EXERCISE DIRECTIONS >> The word "CreateChatCompletionRequest" occurs in some of the lines below; copy each of those lines.

Records from a dataset
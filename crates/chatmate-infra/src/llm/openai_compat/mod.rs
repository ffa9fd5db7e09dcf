//! OpenAI-compatible LLM provider implementation.
//!
//! A single [`OpenAiCompatibleProvider`] talks to the OpenAI chat completions
//! endpoint, or to any compatible server via a configurable base URL.
//!
//! Uses [`async_openai`] for type-safe request/response handling.

pub mod config;

use async_openai::config::OpenAIConfig;
use async_openai::types::chat::{
    ChatCompletionRequestAssistantMessage, ChatCompletionRequestAssistantMessageContent,
    ChatCompletionRequestMessage, ChatCompletionRequestSystemMessage,
    ChatCompletionRequestSystemMessageContent, ChatCompletionRequestUserMessage,
    ChatCompletionRequestUserMessageContent, CreateChatCompletionRequest,
    CreateChatCompletionResponse, FinishReason,
};
use async_openai::Client;
use secrecy::ExposeSecret;

use chatmate_core::llm::provider::LlmProvider;
use chatmate_types::llm::{
    CompletionRequest, CompletionResponse, LlmError, Message, MessageRole, StopReason, Usage,
};

use self::config::OpenAiCompatConfig;

/// Provider for any OpenAI-compatible chat completions API.
///
/// # API Key Security
///
/// Does NOT derive Debug to prevent accidental exposure of the API key
/// stored inside the `async_openai::Client`.
pub struct OpenAiCompatibleProvider {
    client: Client<OpenAIConfig>,
    provider_name: String,
    model: String,
}

impl OpenAiCompatibleProvider {
    /// Create a new OpenAI-compatible provider from a configuration.
    pub fn new(config: OpenAiCompatConfig) -> Self {
        let openai_config = OpenAIConfig::new()
            .with_api_key(config.api_key.expose_secret())
            .with_api_base(&config.base_url);

        Self {
            client: Client::with_config(openai_config),
            provider_name: config.provider_name,
            model: config.model,
        }
    }

    /// Build a [`CreateChatCompletionRequest`] from a generic [`CompletionRequest`].
    fn build_request(&self, request: &CompletionRequest) -> CreateChatCompletionRequest {
        let messages = request.messages.iter().map(to_openai_message).collect();

        // Use the model from the request if set, otherwise fall back to config default
        let model = if request.model.is_empty() {
            self.model.clone()
        } else {
            request.model.clone()
        };

        CreateChatCompletionRequest {
            model,
            messages,
            max_completion_tokens: Some(request.max_tokens),
            temperature: request.temperature.map(|t| t as f32),
            ..Default::default()
        }
    }
}

fn to_openai_message(msg: &Message) -> ChatCompletionRequestMessage {
    match msg.role {
        MessageRole::System => {
            ChatCompletionRequestMessage::System(ChatCompletionRequestSystemMessage {
                content: ChatCompletionRequestSystemMessageContent::Text(msg.content.clone()),
                name: None,
            })
        }
        MessageRole::User => ChatCompletionRequestMessage::User(ChatCompletionRequestUserMessage {
            content: ChatCompletionRequestUserMessageContent::Text(msg.content.clone()),
            name: None,
        }),
        MessageRole::Assistant => {
            #[allow(deprecated)]
            ChatCompletionRequestMessage::Assistant(ChatCompletionRequestAssistantMessage {
                content: Some(ChatCompletionRequestAssistantMessageContent::Text(
                    msg.content.clone(),
                )),
                refusal: None,
                name: None,
                audio: None,
                tool_calls: None,
                function_call: None,
            })
        }
    }
}

/// Convert the API response into a [`CompletionResponse`].
///
/// The first choice must carry message content; anything else is a
/// malformed response.
fn map_response(response: CreateChatCompletionResponse) -> Result<CompletionResponse, LlmError> {
    let choice = response.choices.into_iter().next().ok_or(LlmError::EmptyResponse)?;

    let content = choice.message.content.ok_or(LlmError::EmptyResponse)?;

    let stop_reason = choice
        .finish_reason
        .map(|fr| match fr {
            FinishReason::Stop => StopReason::EndTurn,
            FinishReason::Length => StopReason::MaxTokens,
            FinishReason::ContentFilter => StopReason::ContentFilter,
            FinishReason::ToolCalls | FinishReason::FunctionCall => StopReason::EndTurn,
        })
        .unwrap_or(StopReason::EndTurn);

    let usage = response
        .usage
        .map(|u| Usage {
            input_tokens: u.prompt_tokens,
            output_tokens: u.completion_tokens,
        })
        .unwrap_or_default();

    Ok(CompletionResponse {
        id: response.id,
        content,
        model: response.model,
        stop_reason,
        usage,
    })
}

impl LlmProvider for OpenAiCompatibleProvider {
    fn name(&self) -> &str {
        &self.provider_name
    }

    async fn complete(&self, request: &CompletionRequest) -> Result<CompletionResponse, LlmError> {
        let oai_request = self.build_request(request);

        let response = self
            .client
            .chat()
            .create(oai_request)
            .await
            .map_err(map_openai_error)?;

        map_response(response)
    }
}

/// Map an `async_openai::error::OpenAIError` to an [`LlmError`].
fn map_openai_error(err: async_openai::error::OpenAIError) -> LlmError {
    use async_openai::error::OpenAIError;

    match &err {
        OpenAIError::ApiError(api_err) => {
            let code = api_err.code.as_deref().unwrap_or("");
            let error_type = api_err.r#type.as_deref().unwrap_or("");

            if code == "invalid_api_key"
                || error_type == "authentication_error"
                || api_err.message.contains("Incorrect API key")
                || api_err.message.contains("Invalid API key")
            {
                LlmError::AuthenticationFailed
            } else if code == "rate_limit_exceeded"
                || code == "insufficient_quota"
                || error_type == "rate_limit_error"
            {
                LlmError::RateLimited {
                    retry_after_ms: None,
                }
            } else if code == "context_length_exceeded"
                || api_err.message.contains("maximum context length")
            {
                LlmError::ContextLengthExceeded(api_err.message.clone())
            } else if code == "server_error" || error_type == "server_error" {
                LlmError::Overloaded(api_err.message.clone())
            } else {
                LlmError::Provider {
                    message: api_err.message.clone(),
                }
            }
        }
        OpenAIError::Reqwest(reqwest_err) => match reqwest_err.status().map(|s| s.as_u16()) {
            Some(401) => LlmError::AuthenticationFailed,
            Some(429) => LlmError::RateLimited {
                retry_after_ms: None,
            },
            Some(503) => LlmError::Overloaded(err.to_string()),
            _ => LlmError::Provider {
                message: err.to_string(),
            },
        },
        OpenAIError::JSONDeserialize(_, content) => {
            LlmError::Deserialization(format!("failed to parse response: {content}"))
        }
        OpenAIError::InvalidArgument(msg) => LlmError::InvalidRequest(msg.clone()),
        _ => LlmError::Provider {
            message: err.to_string(),
        },
    }
}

ANSWER FOR THE TASK >>
    ChatCompletionRequestUserMessageContent, CreateChatCompletionRequest,
    /// Build a [`CreateChatCompletionRequest`] from a generic [`CompletionRequest`].
    fn build_request(&self, request: &CompletionRequest) -> CreateChatCompletionRequest {
        CreateChatCompletionRequest {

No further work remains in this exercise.